Goal of the exercise: Print the records below exactly as they appear.

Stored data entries
************

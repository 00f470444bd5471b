/// Errors raised while building an [`Image`]
#[derive(Debug, Clone, PartialEq)]
pub enum ImageError {
    InvalidImageSize { width: usize, height: usize },
    InvalidImageData { expected_len: usize, actual_len: usize },
}

impl std::fmt::Display for ImageError {
    fn fmt(&self, f: &mut std::fmt::Formatter<'_>) -> std::fmt::Result {
        match self {
            ImageError::InvalidImageSize { width, height } => {
                write!(f, "Invalid image dimensions: {}x{} (must be > 0)", width, height)
            }
            ImageError::InvalidImageData { expected_len, actual_len } => {
                write!(f, "Image data length mismatch: expected {}, got {}", expected_len, actual_len)
            }
        }
    }
}

impl std::error::Error for ImageError {}

pub type ImageResult<T> = Result<T, ImageError>;

/// Row-major single-channel image of `f32` intensities.
///
/// Both dimensions are at least one. Integer coordinates address pixel
/// centers, so the sampling domain for interpolated reads is
/// `[0, width - 1] x [0, height - 1]`.
#[derive(Debug, Clone, PartialEq)]
pub struct Image {
    width: usize,
    height: usize,
    pixels: Vec<f32>,
}

impl Image {
    /// Wrap a row-major buffer, checking it matches the dimensions
    pub fn from_vec(width: usize, height: usize, pixels: Vec<f32>) -> ImageResult<Self> {
        let expected_len = Self::checked_len(width, height)?;
        if pixels.len() != expected_len {
            return Err(ImageError::InvalidImageData {
                expected_len,
                actual_len: pixels.len(),
            });
        }

        Ok(Self { width, height, pixels })
    }

    /// Create an image where every pixel has the same value
    pub fn new_fill(width: usize, height: usize, value: f32) -> ImageResult<Self> {
        let len = Self::checked_len(width, height)?;
        Ok(Self {
            width,
            height,
            pixels: vec![value; len],
        })
    }

    /// Convert an 8-bit grayscale buffer, keeping the 0-255 range
    pub fn from_u8(width: usize, height: usize, data: &[u8]) -> ImageResult<Self> {
        Self::from_vec(width, height, data.iter().map(|&v| v as f32).collect())
    }

    /// Convert an 8-bit grayscale buffer, scaling intensities to `[0, 1]`
    pub fn from_u8_normalized(width: usize, height: usize, data: &[u8]) -> ImageResult<Self> {
        Self::from_vec(width, height, data.iter().map(|&v| v as f32 / 255.0).collect())
    }

    fn checked_len(width: usize, height: usize) -> ImageResult<usize> {
        if width == 0 || height == 0 {
            return Err(ImageError::InvalidImageSize { width, height });
        }
        width
            .checked_mul(height)
            .ok_or(ImageError::InvalidImageSize { width, height })
    }

    pub fn width(&self) -> usize {
        self.width
    }

    pub fn height(&self) -> usize {
        self.height
    }

    pub fn dimensions(&self) -> (usize, usize) {
        (self.width, self.height)
    }

    pub fn pixels(&self) -> &[f32] {
        &self.pixels
    }

    pub fn pixels_mut(&mut self) -> &mut [f32] {
        &mut self.pixels
    }

    pub fn row(&self, y: usize) -> &[f32] {
        assert!(y < self.height, "row index out of bounds");
        let start = y * self.width;
        &self.pixels[start..start + self.width]
    }

    pub fn contains(&self, x: usize, y: usize) -> bool {
        x < self.width && y < self.height
    }

    /// Direct pixel read, `None` outside the grid
    pub fn get(&self, x: usize, y: usize) -> Option<f32> {
        if !self.contains(x, y) {
            return None;
        }
        self.pixels.get(y * self.width + x).copied()
    }

    pub fn set(&mut self, x: usize, y: usize, value: f32) -> bool {
        if !self.contains(x, y) {
            return false;
        }
        self.pixels[y * self.width + x] = value;
        true
    }

    /// Bilinear read at an absolute real-valued position.
    ///
    /// Positions outside the hull of pixel centers read as `0.0`; there is
    /// no clamping or reflection. NaN coordinates also read as `0.0`.
    pub fn sample_bilinear(&self, x: f64, y: f64) -> f32 {
        let max_x = (self.width - 1) as f64;
        let max_y = (self.height - 1) as f64;
        if !(x >= 0.0 && y >= 0.0 && x <= max_x && y <= max_y) {
            return 0.0;
        }

        let x0 = x.floor() as usize;
        let y0 = y.floor() as usize;
        let x1 = (x0 + 1).min(self.width - 1);
        let y1 = (y0 + 1).min(self.height - 1);

        let dx = (x - x0 as f64) as f32;
        let dy = (y - y0 as f64) as f32;

        let p00 = self.pixels[y0 * self.width + x0];
        let p10 = self.pixels[y0 * self.width + x1];
        let p01 = self.pixels[y1 * self.width + x0];
        let p11 = self.pixels[y1 * self.width + x1];

        let top = p00 * (1.0 - dx) + p10 * dx;
        let bottom = p01 * (1.0 - dx) + p11 * dx;
        top * (1.0 - dy) + bottom * dy
    }

    /// Bilinear read at an offset from the integer pixel `(x, y)`
    pub fn sample_offset(&self, x: usize, y: usize, dx: f64, dy: f64) -> f32 {
        self.sample_bilinear(x as f64 + dx, y as f64 + dy)
    }
}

************

Output of the exercise:
repository 00f470444bd5471b
/// Errors raised while building an [`Image`]
#[derive(Debug, Clone, PartialEq)]
pub enum ImageError {
    InvalidImageSize { width: usize, height: usize },
    InvalidImageData { expected_len: usize, actual_len: usize },
}

impl std::fmt::Display for ImageError {
    fn fmt(&self, f: &mut std::fmt::Formatter<'_>) -> std::fmt::Result {
        match self {
            ImageError::InvalidImageSize { width, height } => {
                write!(f, "Invalid image dimensions: {}x{} (must be > 0)", width, height)
            }
            ImageError::InvalidImageData { expected_len, actual_len } => {
                write!(f, "Image data length mismatch: expected {}, got {}", expected_len, actual_len)
            }
        }
    }
}

impl std::error::Error for ImageError {}

pub type ImageResult<T> = Result<T, ImageError>;

/// Row-major single-channel image of `f32` intensities.
///
/// Both dimensions are at least one. Integer coordinates address pixel
/// centers, so the sampling domain for interpolated reads is
/// `[0, width - 1] x [0, height - 1]`.
#[derive(Debug, Clone, PartialEq)]
pub struct Image {
    width: usize,
    height: usize,
    pixels: Vec<f32>,
}

impl Image {
    /// Wrap a row-major buffer, checking it matches the dimensions
    pub fn from_vec(width: usize, height: usize, pixels: Vec<f32>) -> ImageResult<Self> {
        let expected_len = Self::checked_len(width, height)?;
        if pixels.len() != expected_len {
            return Err(ImageError::InvalidImageData {
                expected_len,
                actual_len: pixels.len(),
            });
        }

        Ok(Self { width, height, pixels })
    }

    /// Create an image where every pixel has the same value
    pub fn new_fill(width: usize, height: usize, value: f32) -> ImageResult<Self> {
        let len = Self::checked_len(width, height)?;
        Ok(Self {
            width,
            height,
            pixels: vec![value; len],
        })
    }

    /// Convert an 8-bit grayscale buffer, keeping the 0-255 range
    pub fn from_u8(width: usize, height: usize, data: &[u8]) -> ImageResult<Self> {
        Self::from_vec(width, height, data.iter().map(|&v| v as f32).collect())
    }

    /// Convert an 8-bit grayscale buffer, scaling intensities to `[0, 1]`
    pub fn from_u8_normalized(width: usize, height: usize, data: &[u8]) -> ImageResult<Self> {
        Self::from_vec(width, height, data.iter().map(|&v| v as f32 / 255.0).collect())
    }

    fn checked_len(width: usize, height: usize) -> ImageResult<usize> {
        if width == 0 || height == 0 {
            return Err(ImageError::InvalidImageSize { width, height });
        }
        width
            .checked_mul(height)
            .ok_or(ImageError::InvalidImageSize { width, height })
    }

    pub fn width(&self) -> usize {
        self.width
    }

    pub fn height(&self) -> usize {
        self.height
    }

    pub fn dimensions(&self) -> (usize, usize) {
        (self.width, self.height)
    }

    pub fn pixels(&self) -> &[f32] {
        &self.pixels
    }

    pub fn pixels_mut(&mut self) -> &mut [f32] {
        &mut self.pixels
    }

    pub fn row(&self, y: usize) -> &[f32] {
        assert!(y < self.height, "row index out of bounds");
        let start = y * self.width;
        &self.pixels[start..start + self.width]
    }

    pub fn contains(&self, x: usize, y: usize) -> bool {
        x < self.width && y < self.height
    }

    /// Direct pixel read, `None` outside the grid
    pub fn get(&self, x: usize, y: usize) -> Option<f32> {
        if !self.contains(x, y) {
            return None;
        }
        self.pixels.get(y * self.width + x).copied()
    }

    pub fn set(&mut self, x: usize, y: usize, value: f32) -> bool {
        if !self.contains(x, y) {
            return false;
        }
        self.pixels[y * self.width + x] = value;
        true
    }

    /// Bilinear read at an absolute real-valued position.
    ///
    /// Positions outside the hull of pixel centers read as `0.0`; there is
    /// no clamping or reflection. NaN coordinates also read as `0.0`.
    pub fn sample_bilinear(&self, x: f64, y: f64) -> f32 {
        let max_x = (self.width - 1) as f64;
        let max_y = (self.height - 1) as f64;
        if !(x >= 0.0 && y >= 0.0 && x <= max_x && y <= max_y) {
            return 0.0;
        }

        let x0 = x.floor() as usize;
        let y0 = y.floor() as usize;
        let x1 = (x0 + 1).min(self.width - 1);
        let y1 = (y0 + 1).min(self.height - 1);

        let dx = (x - x0 as f64) as f32;
        let dy = (y - y0 as f64) as f32;

        let p00 = self.pixels[y0 * self.width + x0];
        let p10 = self.pixels[y0 * self.width + x1];
        let p01 = self.pixels[y1 * self.width + x0];
        let p11 = self.pixels[y1 * self.width + x1];

        let top = p00 * (1.0 - dx) + p10 * dx;
        let bottom = p01 * (1.0 - dx) + p11 * dx;
        top * (1.0 - dy) + bottom * dy
    }

    /// Bilinear read at an offset from the integer pixel `(x, y)`
    pub fn sample_offset(&self, x: usize, y: usize, dx: f64, dy: f64) -> f32 {
        self.sample_bilinear(x as f64 + dx, y as f64 + dy)
    }
}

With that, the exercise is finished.